Yo revivo lo que fue para mí ese día, amanecí con el corazón a flor de piel, había llegado el día de conocerte, no paraba de dar vueltas de un lado a otro por la casa para estar lista para el momento de irnos al hospital, era una cesaría programada por lo que estábamos listos hace mucho tiempo, pero lo que no esperábamos es que 3 hrs antes de lo planeado, se me rompió la fuente… no había duda ese era el día en el que tu querías venir al mundo.
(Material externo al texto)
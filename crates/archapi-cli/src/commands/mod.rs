//! Command implementations and dispatch logic.
//!
//! Each command is an async function taking a [`CommandContext`].

use archapi_core::ArchApiError;
use archapi_registry::{ClientConfig, ConfigError, MirrorClient, RegistryClient};
use serde::Serialize;
use thiserror::Error;
use tracing::info;

pub mod info;
pub mod mirrors;
pub mod search;

#[cfg(test)]
mod tests;

use crate::{output::OutputHandler, Commands};

/// Errors surfaced by the command-line front end
#[derive(Error, Debug)]
pub enum CliError {
    #[error(transparent)]
    Api(#[from] ArchApiError),

    #[error(transparent)]
    Config(#[from] ConfigError),

    #[error("Failed to create async runtime: {0}")]
    Runtime(#[source] std::io::Error),

    #[error("Failed to encode JSON output: {0}")]
    Json(#[from] serde_json::Error),
}

pub type CliResult<T> = Result<T, CliError>;

impl CliError {
    /// Get a user-friendly suggestion for fixing this error
    pub fn suggestion(&self) -> Option<&'static str> {
        match self {
            CliError::Api(e) => e.suggestion(),
            CliError::Config(_) => Some("Check the config file or the ARCHAPI_* environment variables"),
            _ => None,
        }
    }
}

/// Shared context for all commands
pub struct CommandContext {
    pub registry: RegistryClient,
    pub mirrors: MirrorClient,
    pub output: OutputHandler,
    pub json: bool,
}

impl CommandContext {
    /// Build both clients on one shared transport
    pub fn new(config: &ClientConfig, json: bool) -> CliResult<Self> {
        let transport = config.build_transport()?;
        let registry = RegistryClient::new(transport.clone()).with_rpc_url(config.rpc_url()?);
        let mirrors = MirrorClient::new(transport).with_feed_url(config.mirrors_url()?);

        Ok(Self {
            registry,
            mirrors,
            output: OutputHandler::new(),
            json,
        })
    }

    /// Print `value` as pretty JSON on stdout
    pub fn print_json<T: Serialize + ?Sized>(&self, value: &T) -> CliResult<()> {
        println!("{}", serde_json::to_string_pretty(value)?);
        Ok(())
    }
}

/// Dispatch a command to its handler
pub async fn dispatch_command(command: Commands, ctx: &CommandContext) -> CliResult<()> {
    match command {
        Commands::Search { by, term } => {
            info!("Searching for '{}' (by: {:?})", term, by);
            search::execute(by, term, ctx).await
        }
        Commands::Info { names } => {
            info!("Looking up {} package(s)", names.len());
            info::execute(names, ctx).await
        }
        Commands::Mirrors {
            country,
            protocol,
            active,
        } => {
            info!(
                "Listing mirrors (country: {:?}, protocol: {:?}, active: {})",
                country, protocol, active
            );
            mirrors::execute(mirrors::MirrorFilter { country, protocol, active }, ctx).await
        }
    }
}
En el hospital todo paso muy rápido, se tuvo que adelantar el procedimiento no tuve tiempo ni de ponerme demasiado nerviosa. Sin duda el momento en el que salió mi hija y escuche su llanto será un instante imborrable de mi mente, de repente todo lo que había soñado por muchos años estaba sucediendo, era una realidad, me había convertido en madre de una beba sana, que más podía pedirle a la vida, era el primer día de nuestra vida juntas.

Cuando me la pusieron sobre mi pecho para iniciar el piel con piel no pude evitar sentir cierta confusión, ¿ese bebé llorando era mi hija? ¿Para siempre?, pero si nunca la había visto, de cierta forma éramos extrañas la una con la otra, no lograba reconocerla a pesar de haber estado juntas 9 meses, incluso físicamente no miraba nada de mí en ella, el vínculo no fue inmediato como pensaba y me invadió el miedo.

Pasaron algunos minutos cuando su boquita se pegó a mis pechos de inmediato, succionaba como si lo hubiese hecho toda la vida, esa sensación hermosa de sentir que alimentas a otro ser humano duró muy poco, unas horas después comencé a sentir un calambre que terminaba en mi vientre cada vez que succionada y mis pechos estaban agrietados, solo pensar que en menos de 1 hora volvería a prenderse de mí me daba angustia, sin embargo, sabía que esas horas eran importante para ella por el calostro, así que respire profundo en cada ocasión y continúe.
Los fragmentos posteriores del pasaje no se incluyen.